Privacy Hardening Roadmap

Living document. Last updated: 2026-05-11 Status: Sprint A in progress Owner: privacy workstream Companion brief: SEALED_IDENTITY.md

1. The bar

The architectural goal — agreed 2026-05-11 — is that a complete Firestore dump or BigQuery export, OR a subpoena providing a phone number, should yield no usefully identifiable user content. Identifiers should be hashed against a KMS pepper the server doesn't directly hold (Cloud KMS-resident long term). Content fields should be encrypted with keys derived from material the server cannot reproduce.
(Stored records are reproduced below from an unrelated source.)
#![forbid(unsafe_code)]

//! Priority-driven, stateful scanner.
//!
//! The scanner walks the source once, left to right. At every offset it
//! either continues an open multi-line run or tries the rule set's rules in
//! priority order; the first rule whose anchored match is non-empty wins,
//! even when a later rule would match a longer span. A character no rule
//! matches becomes a one-character [`TokenKind::Unrecognized`] token, so every
//! step consumes at least one byte and a scan always terminates.
//!
//! Multi-line runs produce up to three tokens of the rule's classification:
//! the opening delimiter, the content between delimiters (omitted when
//! empty), and the closing delimiter. An unterminated run extends to the end
//! of the source and is reported as a [`ScanDiagnostic`].

use std::fmt;

use tracing::{debug_span, trace, warn};

use crate::rule::{RuleSet, ScannerRule};
use inkpress_core::token::{Token, TokenKind, validate_tokens};

// ---------------------------------------------------------------------------
// State
// ---------------------------------------------------------------------------

/// How an open multi-line run is closed.
#[derive(Debug, Clone, PartialEq, Eq)]
pub struct MultilineEnd {
    /// Index into [`RuleSet::rules`] of the rule that opened the run.
    pub rule: usize,
    /// Opening delimiter text, used as the closing delimiter when the rule
    /// has no end pattern.
    pub literal: Option<String>,
}

/// Cursor and multi-line state for one scan.
#[derive(Debug, Clone, PartialEq, Eq)]
pub struct ScannerState {
    /// Byte offset of the next unscanned character.
    pub position: usize,
    /// 1-based line of `position`.
    pub line: usize,
    /// 1-based column of `position`, in characters.
    pub column: usize,
    /// Classification of the open multi-line run, if any.
    pub in_multiline: Option<TokenKind>,
    pub multiline_end: Option<MultilineEnd>,
}

impl Default for ScannerState {
    fn default() -> Self {
        Self {
            position: 0,
            line: 1,
            column: 1,
            in_multiline: None,
            multiline_end: None,
        }
    }
}

impl ScannerState {
    /// Move past `text`, updating line and column.
    fn advance(&mut self, text: &str) {
        self.position += text.len();
        for ch in text.chars() {
            if ch == '\n' {
                self.line += 1;
                self.column = 1;
            } else {
                self.column += 1;
            }
        }
    }

    fn close_multiline(&mut self) {
        self.in_multiline = None;
        self.multiline_end = None;
    }
}

// ---------------------------------------------------------------------------
// Output
// ---------------------------------------------------------------------------

/// A recoverable problem found while scanning.
#[derive(Debug, Clone, PartialEq, Eq)]
pub enum ScanDiagnostic {
    /// A multi-line run had no closing delimiter and extends to the end of
    /// the source. Location is that of the opening delimiter.
    UnterminatedMultiline {
        kind: TokenKind,
        line: usize,
        column: usize,
        offset: usize,
    },
    /// No rule matched `ch`.
    Unrecognized {
        ch: char,
        line: usize,
        column: usize,
        offset: usize,
    },
}

impl ScanDiagnostic {
    /// 1-based line of the problem.
    #[must_use]
    pub fn line(&self) -> usize {
        match self {
            Self::UnterminatedMultiline { line, .. } | Self::Unrecognized { line, .. } => *line,
        }
    }
}

impl fmt::Display for ScanDiagnostic {
    fn fmt(&self, f: &mut fmt::Formatter<'_>) -> fmt::Result {
        match self {
            Self::UnterminatedMultiline {
                kind, line, column, ..
            } => write!(f, "{line}:{column}: unterminated multi-line {kind}"),
            Self::Unrecognized {
                ch, line, column, ..
            } => write!(f, "{line}:{column}: unrecognized character {ch:?}"),
        }
    }
}

/// Result of scanning one source.
#[derive(Debug, Clone, PartialEq, Eq)]
pub struct ScanOutput<'src> {
    pub tokens: Vec<Token<'src>>,
    pub diagnostics: Vec<ScanDiagnostic>,
    /// State after the last token. `in_multiline` is still set when the
    /// source ended inside a multi-line run.
    pub final_state: ScannerState,
}

impl ScanOutput<'_> {
    /// Whether the source ended inside a multi-line run.
    #[must_use]
    pub fn is_unterminated(&self) -> bool {
        self.final_state.in_multiline.is_some()
    }
}

// ---------------------------------------------------------------------------
// Scanner
// ---------------------------------------------------------------------------

#[derive(Debug, Clone, Copy)]
struct OpenRun {
    line: usize,
    column: usize,
    offset: usize,
}

/// A single-use scanner over one rule set.
#[derive(Debug)]
pub struct Scanner<'r> {
    rules: &'r RuleSet,
    state: ScannerState,
    open: Option<OpenRun>,
}

impl<'r> Scanner<'r> {
    #[must_use]
    pub fn new(rules: &'r RuleSet) -> Self {
        Self {
            rules,
            state: ScannerState::default(),
            open: None,
        }
    }

    /// Current state.
    #[must_use]
    pub fn state(&self) -> &ScannerState {
        &self.state
    }

    /// Scan `source` to the end.
    pub fn scan<'src>(mut self, source: &'src str) -> ScanOutput<'src> {
        let _span = debug_span!(
            "inkpress.scan",
            language = self.rules.name(),
            bytes = source.len()
        )
        .entered();

        let mut tokens = Vec::with_capacity(source.len() / 4 + 1);
        let mut diagnostics = Vec::new();

        while self.state.position < source.len() {
            let rest = &source[self.state.position..];

            if let Some(kind) = self.state.in_multiline {
                match self.find_close(rest) {
                    Some((close_start, close_end)) => {
                        if close_start > 0 {
                            self.emit(&mut tokens, source, kind, close_start);
                        }
                        self.emit(&mut tokens, source, kind, close_end - close_start);
                        trace!(kind = %kind, line = self.state.line, "multi-line run closed");
                        self.state.close_multiline();
                        self.open = None;
                    }
                    None => self.emit(&mut tokens, source, kind, rest.len()),
                }
                continue;
            }

            if let Some((index, rule, len)) = self.first_match(rest) {
                let kind = rule.classification();
                if rule.is_multiline() {
                    let literal = rule.end_regex().is_none().then(|| rest[..len].to_string());
                    self.open = Some(OpenRun {
                        line: self.state.line,
                        column: self.state.column,
                        offset: self.state.position,
                    });
                    trace!(kind = %kind, line = self.state.line, "multi-line run opened");
                    self.emit(&mut tokens, source, kind, len);
                    self.state.in_multiline = Some(kind);
                    self.state.multiline_end = Some(MultilineEnd {
                        rule: index,
                        literal,
                    });
                } else {
                    self.emit(&mut tokens, source, kind, len);
                }
                continue;
            }

            // Plain line breaks no rule claimed still belong to the stream.
            if rest.starts_with("\r\n") {
                self.emit(&mut tokens, source, TokenKind::Whitespace, 2);
            } else if rest.starts_with('\n') {
                self.emit(&mut tokens, source, TokenKind::Whitespace, 1);
            } else if let Some(ch) = rest.chars().next() {
                diagnostics.push(ScanDiagnostic::Unrecognized {
                    ch,
                    line: self.state.line,
                    column: self.state.column,
                    offset: self.state.position,
                });
                self.emit(&mut tokens, source, TokenKind::Unrecognized, ch.len_utf8());
            }
        }

        if let (Some(kind), Some(open)) = (self.state.in_multiline, self.open) {
            warn!(
                kind = %kind,
                line = open.line,
                column = open.column,
                "unterminated multi-line token runs to end of source"
            );
            diagnostics.push(ScanDiagnostic::UnterminatedMultiline {
                kind,
                line: open.line,
                column: open.column,
                offset: open.offset,
            });
        }

        debug_assert!(validate_tokens(source, &tokens));
        ScanOutput {
            tokens,
            diagnostics,
            final_state: self.state,
        }
    }

    fn first_match(&self, rest: &str) -> Option<(usize, &'r ScannerRule, usize)> {
        self.rules
            .rules()
            .iter()
            .enumerate()
            .find_map(|(index, rule)| rule.match_len(rest).map(|len| (index, rule, len)))
    }

    /// Locate the closing delimiter of the open run in `rest`. Returns the
    /// delimiter's byte range relative to `rest`.
    fn find_close(&self, rest: &str) -> Option<(usize, usize)> {
        let end = self.state.multiline_end.as_ref()?;
        let rule = self.rules.rules().get(end.rule)?;
        let escape = rule.escape();

        let mut from = 0;
        while from < rest.len() {
            let (start, stop) = match (&end.literal, rule.end_regex()) {
                (Some(literal), _) => {
                    let start = from + rest[from..].find(literal.as_str())?;
                    (start, start + literal.len())
                }
                (None, Some(regex)) => {
                    let m = regex.find_at(rest, from)?;
                    (m.start(), m.end())
                }
                (None, None) => return None,
            };
            let escaped = escape.is_some_and(|esc| is_escaped(&rest[..start], esc));
            if stop > start && !escaped {
                return Some((start, stop));
            }
            // Retry one character further on.
            from = start + rest[start..].chars().next().map_or(1, char::len_utf8);
        }
        None
    }

    fn emit<'src>(
        &mut self,
        tokens: &mut Vec<Token<'src>>,
        source: &'src str,
        kind: TokenKind,
        len: usize,
    ) {
        let start = self.state.position;
        let text = &source[start..start + len];
        tokens.push(Token::new(
            kind,
            text,
            start,
            self.state.line,
            self.state.column,
        ));
        self.state.advance(text);
    }
}

/// Whether `prefix` ends in an odd number of `escape` characters.
fn is_escaped(prefix: &str, escape: char) -> bool {
    prefix.chars().rev().take_while(|&c| c == escape).count() % 2 == 1
}

/// Scan `source` with `rules`, discarding diagnostics.
pub fn scan<'src>(source: &'src str, rules: &RuleSet) -> Vec<Token<'src>> {
    Scanner::new(rules).scan(source).tokens
}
Stated differently: privacy stops being a policy we keep and becomes a property of the data. We can't disclose what we don't structurally hold.

This is aspirational but not theatre — it's the strict reading of Immutable Right #6 (Cofounder Agreement) and Business Plan §3.2 (anonymity, k-anonymity ≥ 3 on merchant-surfaced metrics).

2. What's already shipped

PR	Title	Merged
#479	Sealed-identity Stage A phases 1–2 + log hygiene (#307)	2026-05-10
#485	Stage A phase 3 + `banned_accounts` end-to-end	2026-05-11
#490	Stage A phase 4 — server-side `createUser` (stops writing plaintext `users.phone` on new signups)	2026-05-11

Effect today: new accounts store phoneHash only; existing accounts still have plaintext phone until Sprint C below. Profile encryption (PBKDF2 + AES-GCM via apps/web/src/lib/encryption.js) was already in place before this roadmap began.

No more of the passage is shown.